■ Exercise aim
Gather from the material every line that contains the string "derive".

+ + + + + + +

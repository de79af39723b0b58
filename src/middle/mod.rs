//! Middle-end module - stack IR and its generation

pub mod ir;
pub mod ir_gen;
pub mod ir_printer;
//! Symbol Table for MiniCS
//!
//! Symbols live in an append-only arena. The live view is a stack of arena
//! ids, and each open scope remembers the stack height at which it began, so
//! closing a scope is a single truncate. The arena itself is never shrunk and
//! doubles as the history used for symbol dumps.

use std::collections::HashMap;
use std::fmt::Write as _;

use crate::frontend::ast::Ident;
use crate::types::{ClassResolver, TypeRegistry, TypeTag};
use crate::utils::Span;

/// Index into the symbol arena
#[derive(Debug, Clone, Copy, PartialEq, Eq, Hash)]
pub struct SymbolId(pub usize);

/// Where a symbol was declared
#[derive(Debug, Clone, Copy, PartialEq, Eq)]
pub enum DeclSite {
    Global,
    Local,
    Param,
    Field,
    Constant,
    Method,
    Class,
}

#[derive(Debug, Clone, PartialEq)]
pub enum SymbolKind {
    Variable { constant: bool },
    Method { ret: TypeTag, params: Vec<TypeTag> },
    Class,
}

/// Symbol information
#[derive(Debug, Clone, PartialEq)]
pub struct Symbol {
    pub name: String,
    pub span: Span,
    /// Span of the declaration that introduced the name
    pub decl: Span,
    pub ty: TypeTag,
    /// Scope level active when the symbol was inserted
    pub level: i32,
    pub site: DeclSite,
    pub kind: SymbolKind,
}

impl Symbol {
    pub fn is_constant(&self) -> bool {
        matches!(self.kind, SymbolKind::Variable { constant: true })
    }

    pub fn is_variable(&self) -> bool {
        matches!(self.kind, SymbolKind::Variable { .. })
    }

    /// Variant-specific description for dumps
    pub fn detail(&self, registry: &TypeRegistry) -> String {
        match &self.kind {
            SymbolKind::Variable { constant: true } => "const".to_string(),
            SymbolKind::Variable { .. } => match self.site {
                DeclSite::Param => "param".to_string(),
                DeclSite::Field => "field".to_string(),
                DeclSite::Global => "global".to_string(),
                _ => "var".to_string(),
            },
            SymbolKind::Method { ret, params } => {
                let params: Vec<String> = params.iter().map(|p| registry.pretty_print(*p)).collect();
                format!("({}) -> {}", params.join(", "), registry.pretty_print(*ret))
            }
            SymbolKind::Class => "class".to_string(),
        }
    }
}

/// Symbol table with nested scopes
#[derive(Debug)]
pub struct SymbolTable {
    registry: TypeRegistry,
    history: Vec<Symbol>,
    active: Vec<SymbolId>,
    boundaries: Vec<usize>,
    fields: HashMap<String, Vec<SymbolId>>,
}

impl SymbolTable {
    pub fn new() -> Self {
        Self {
            registry: TypeRegistry::new(),
            history: Vec::new(),
            active: Vec::new(),
            boundaries: Vec::new(),
            fields: HashMap::new(),
        }
    }

    pub fn registry(&self) -> &TypeRegistry {
        &self.registry
    }

    // ==================== Scopes ====================

    /// Current scope level; -1 before the first `open_scope`
    pub fn level(&self) -> i32 {
        self.boundaries.len() as i32 - 1
    }

    pub fn open_scope(&mut self) {
        self.boundaries.push(self.active.len());
        log::trace!("open scope {}", self.level());
    }

    /// Drop every symbol of the innermost level
    ///
    /// # Panics
    /// If no scope is open.
    pub fn close_scope(&mut self) {
        let start = match self.boundaries.pop() {
            Some(start) => start,
            None => panic!("close_scope called with no open scope"),
        };
        self.active.truncate(start);
        log::trace!("closed scope, now at level {}", self.level());
    }

    fn current_start(&self) -> usize {
        self.boundaries.last().copied().unwrap_or(0)
    }

    // ==================== Insertion ====================

    fn push(&mut self, symbol: Symbol) -> SymbolId {
        let id = SymbolId(self.history.len());
        log::trace!("declare '{}' at level {}", symbol.name, symbol.level);
        self.history.push(symbol);
        self.active.push(id);
        id
    }

    fn make(&self, name: &Ident, ty: TypeTag, site: DeclSite, kind: SymbolKind, decl: Span) -> Symbol {
        Symbol {
            name: name.name.clone(),
            span: name.span,
            decl,
            ty,
            level: self.level(),
            site,
            kind,
        }
    }

    /// Insert a variable; false if the name already exists at this level
    pub fn insert_variable(
        &mut self,
        name: &Ident,
        ty: TypeTag,
        constant: bool,
        site: DeclSite,
        decl: Span,
    ) -> bool {
        if self.lookup_in_current_level(&name.name).is_some() {
            return false;
        }
        let symbol = self.make(name, ty, site, SymbolKind::Variable { constant }, decl);
        self.push(symbol);
        true
    }

    pub fn insert_method(&mut self, name: &Ident, ret: TypeTag, params: Vec<TypeTag>, decl: Span) -> bool {
        if self.lookup_in_current_level(&name.name).is_some() {
            return false;
        }
        let symbol = self.make(name, ret, DeclSite::Method, SymbolKind::Method { ret, params }, decl);
        self.push(symbol);
        true
    }

    /// Insert a class and register its type tag
    pub fn insert_class(&mut self, name: &Ident, decl: Span) -> bool {
        if self.lookup_in_current_level(&name.name).is_some() {
            return false;
        }
        let tag = self.registry.register_class(&name.name);
        let symbol = self.make(name, tag, DeclSite::Class, SymbolKind::Class, decl);
        self.push(symbol);
        self.fields.entry(name.name.clone()).or_default();
        true
    }

    /// Insert a field of `class_name`; independent of the live scopes
    pub fn insert_field(&mut self, class_name: &str, name: &Ident, ty: TypeTag, decl: Span) -> bool {
        let exists = self
            .fields
            .get(class_name)
            .map(|ids| ids.iter().any(|id| self.history[id.0].name == name.name))
            .unwrap_or(false);
        if exists {
            return false;
        }
        let id = SymbolId(self.history.len());
        let symbol = self.make(name, ty, DeclSite::Field, SymbolKind::Variable { constant: false }, decl);
        self.history.push(symbol);
        self.fields.entry(class_name.to_string()).or_default().push(id);
        true
    }

    // ==================== Lookup ====================

    /// Innermost visible symbol with this name
    pub fn lookup(&self, name: &str) -> Option<&Symbol> {
        self.active
            .iter()
            .rev()
            .map(|id| &self.history[id.0])
            .find(|s| s.name == name)
    }

    pub fn lookup_in_current_level(&self, name: &str) -> Option<&Symbol> {
        self.active[self.current_start()..]
            .iter()
            .map(|id| &self.history[id.0])
            .find(|s| s.name == name)
    }

    /// Field `name` of the class identified by `class_tag`
    pub fn lookup_field(&self, class_tag: TypeTag, name: &str) -> Option<&Symbol> {
        let class_name = self.registry.class_name(class_tag)?;
        self.fields
            .get(class_name)?
            .iter()
            .map(|id| &self.history[id.0])
            .find(|s| s.name == name)
    }

    /// Fields of a class in declaration order
    pub fn fields_of(&self, class_name: &str) -> Vec<&Symbol> {
        self.fields
            .get(class_name)
            .map(|ids| ids.iter().map(|id| &self.history[id.0]).collect())
            .unwrap_or_default()
    }

    // ==================== Types ====================

    pub fn type_from_name(&self, name: &str) -> TypeTag {
        self.registry.from_name(name, self)
    }

    pub fn type_from_bracketed(&self, text: &str) -> TypeTag {
        self.registry.from_bracketed_name(text, self)
    }

    pub fn pretty(&self, tag: TypeTag) -> String {
        self.registry.pretty_print(tag)
    }

    // ==================== Dump ====================

    /// Every symbol ever inserted, in insertion order
    pub fn history(&self) -> &[Symbol] {
        &self.history
    }

    /// Text dump, one symbol per line: `name  level  type  detail`
    pub fn dump(&self) -> String {
        let mut out = String::new();
        for symbol in &self.history {
            let _ = writeln!(
                out,
                "{:<16} {:>3}  {:<12} {}",
                symbol.name,
                symbol.level,
                self.pretty(symbol.ty),
                symbol.detail(&self.registry)
            );
        }
        out
    }
}

impl Default for SymbolTable {
    fn default() -> Self {
        Self::new()
    }
}

impl ClassResolver for SymbolTable {
    fn resolve_class(&self, name: &str) -> Option<TypeTag> {
        match self.lookup(name) {
            Some(Symbol {
                kind: SymbolKind::Class,
                ty,
                ..
            }) => Some(*ty),
            _ => None,
        }
    }
}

+ + + + + + +

■ Problem solution
#[derive(Debug, Clone, Copy, PartialEq, Eq, Hash)]
#[derive(Debug, Clone, Copy, PartialEq, Eq)]
#[derive(Debug, Clone, PartialEq)]
#[derive(Debug, Clone, PartialEq)]
#[derive(Debug)]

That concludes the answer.